Reid bowled left-arm fast-medium and had natural swing and an awkward angle of delivery. He achieved steepling bounce from his great height and was very accurate. Reid made his debut against India in January 1986. He was a mainstay of the Australian bowling attack from that time on. However, during Australia's tour of Pakistan in 1988 he suffered a back injury. Thereafter, Reid was frequently injured and was rarely fully fit, which limited his international career. In the 1990–91 Ashes series against England he took 27 wickets at an average of 16.00 in the first four Tests and won the award for player of the series, despite missing the last Test due to injury.

==Post-playing career==
Since retirement as a player, Reid has developed a career as a bowling coach, and worked with teams around the world including the India cricket team (during the 2003–04 tour of Australia), the Zimbabwe national team and Hampshire County Cricket Club.

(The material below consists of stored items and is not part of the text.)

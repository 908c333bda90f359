//! Logging setup and counter snapshots.
//!
//! Counters live next to the code that updates them (stage counters, row
//! mapper counters). [`Telemetry`] only collects handles and reads them; it
//! never affects conversion.

use std::sync::Arc;

use serde::Serialize;
use tracing_subscriber::fmt::format::FmtSpan;
use tracing_subscriber::EnvFilter;

use crate::config::LoggingConfig;
use crate::error::{BridgeError, Result};
use crate::pipeline::{ConversionStage, FailsafeStage, StageCounters, StageCounts};
use crate::source::SourceRowMapper;

/// Install the global `tracing` subscriber.
///
/// `RUST_LOG`, when set, takes precedence. Otherwise `verbosity` is one of
/// error, warn, info, debug, trace (unknown values fall back to info).
/// `format` is `text` or `json`.
///
/// # Errors
///
/// Returns `BridgeError::Config` if a global subscriber is already installed.
pub fn init_logging(verbosity: &str, format: &str) -> Result<()> {
    let filter = EnvFilter::try_from_default_env()
        .unwrap_or_else(|_| EnvFilter::new(level_directive(verbosity)));

    let subscriber = tracing_subscriber::fmt()
        .with_env_filter(filter)
        .with_span_events(FmtSpan::CLOSE)
        .with_target(false);

    let installed = if format.eq_ignore_ascii_case("json") {
        subscriber.json().try_init()
    } else {
        subscriber.try_init()
    };

    installed.map_err(|e| BridgeError::Config(format!("failed to install logger: {}", e)))
}

fn level_directive(verbosity: &str) -> &'static str {
    match verbosity.to_lowercase().as_str() {
        "trace" => "trace",
        "debug" => "debug",
        "warn" => "warn",
        "error" => "error",
        _ => "info",
    }
}

/// [`init_logging`] from the `logging` config section.
pub fn init_from_config(config: &LoggingConfig) -> Result<()> {
    init_logging(&config.verbosity, &config.format)
}

/// Counts of one named stage.
#[derive(Debug, Clone, PartialEq, Eq, Serialize)]
pub struct StageSnapshot {
    pub stage: String,
    pub success: u64,
    pub failed: u64,
}

/// Point-in-time view of all tracked counters.
#[derive(Debug, Clone, Default, PartialEq, Eq, Serialize)]
pub struct TelemetrySnapshot {
    pub stages: Vec<StageSnapshot>,
    pub rows_mapped: u64,
    pub degraded_fields: u64,
}

impl TelemetrySnapshot {
    /// Total records routed to failure outputs.
    pub fn total_failed(&self) -> u64 {
        self.stages.iter().map(|s| s.failed).sum()
    }

    /// Format a human-readable summary.
    pub fn summary(&self) -> String {
        let stages = self
            .stages
            .iter()
            .map(|s| format!("{}: {} ok, {} failed", s.stage, s.success, s.failed))
            .collect::<Vec<_>>()
            .join("; ");
        format!(
            "Mapped {} rows ({} fields degraded). Stages: {}",
            self.rows_mapped,
            self.degraded_fields,
            if stages.is_empty() { "none" } else { &stages }
        )
    }
}

/// Collects counter handles of a running job.
#[derive(Debug, Default)]
pub struct Telemetry {
    stages: Vec<(String, Arc<StageCounters>)>,
}

impl Telemetry {
    pub fn new() -> Self {
        Self::default()
    }

    /// Track a stage's counters under its name.
    pub fn track<S: ConversionStage>(&mut self, stage: &FailsafeStage<S>) {
        self.stages.push((stage.name().to_string(), stage.counters()));
    }

    /// Read every tracked stage plus the given row mappers.
    pub fn snapshot(&self, mappers: &[&SourceRowMapper]) -> TelemetrySnapshot {
        let stages = self
            .stages
            .iter()
            .map(|(name, counters)| {
                let StageCounts { success, failed } = counters.snapshot();
                StageSnapshot {
                    stage: name.clone(),
                    success,
                    failed,
                }
            })
            .collect();

        TelemetrySnapshot {
            stages,
            rows_mapped: mappers.iter().map(|m| m.rows_mapped()).sum(),
            degraded_fields: mappers.iter().map(|m| m.degraded_fields()).sum(),
        }
    }
}

#[cfg(test)]
mod tests {
    use super::*;
    use crate::core::schema::{SchemaReference, SourceKind};
    use crate::pipeline::{FailsafeRecord, JsonToRow};

    #[test]
    fn test_snapshot_reads_stage_counters() {
        let schema = SchemaReference::new("shop", SourceKind::GoogleSql).unwrap();
        let stage = FailsafeStage::new(JsonToRow::new(schema, "orders"));
        let mut telemetry = Telemetry::new();
        telemetry.track(&stage);

        let inputs = vec![
            FailsafeRecord::of(r#"{"id":1}"#.to_string()),
            FailsafeRecord::of("not json".to_string()),
        ];
        let _ = stage.process_all(inputs);

        let snapshot = telemetry.snapshot(&[]);
        assert_eq!(
            snapshot.stages,
            vec![StageSnapshot {
                stage: "json_to_row".to_string(),
                success: 1,
                failed: 1
            }]
        );
        assert_eq!(snapshot.total_failed(), 1);
        assert_eq!(
            snapshot.summary(),
            "Mapped 0 rows (0 fields degraded). Stages: json_to_row: 1 ok, 1 failed"
        );
    }

    #[test]
    fn test_level_directive() {
        assert_eq!(level_directive("DEBUG"), "debug");
        assert_eq!(level_directive("trace"), "trace");
        assert_eq!(level_directive("loud"), "info");
    }

    #[test]
    fn test_empty_summary() {
        assert_eq!(
            TelemetrySnapshot::default().summary(),
            "Mapped 0 rows (0 fields degraded). Stages: none"
        );
    }
}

He has also mentored Australian fast bowlers, including Nathan Bracken.

==Personal life==
Reid was born in Osborne Park, a suburb of Perth, Western Australia. He was a cousin of New Zealand batsman John Reid. At 203 cm tall, Reid is same height as former West Indian fast bowler Joel Garner. Until the appearance of 216 cm tall Pakistani left-arm fast bowler Mohammad Irfan in 2010, Reid and Garner were the tallest players ever to have played international cricket.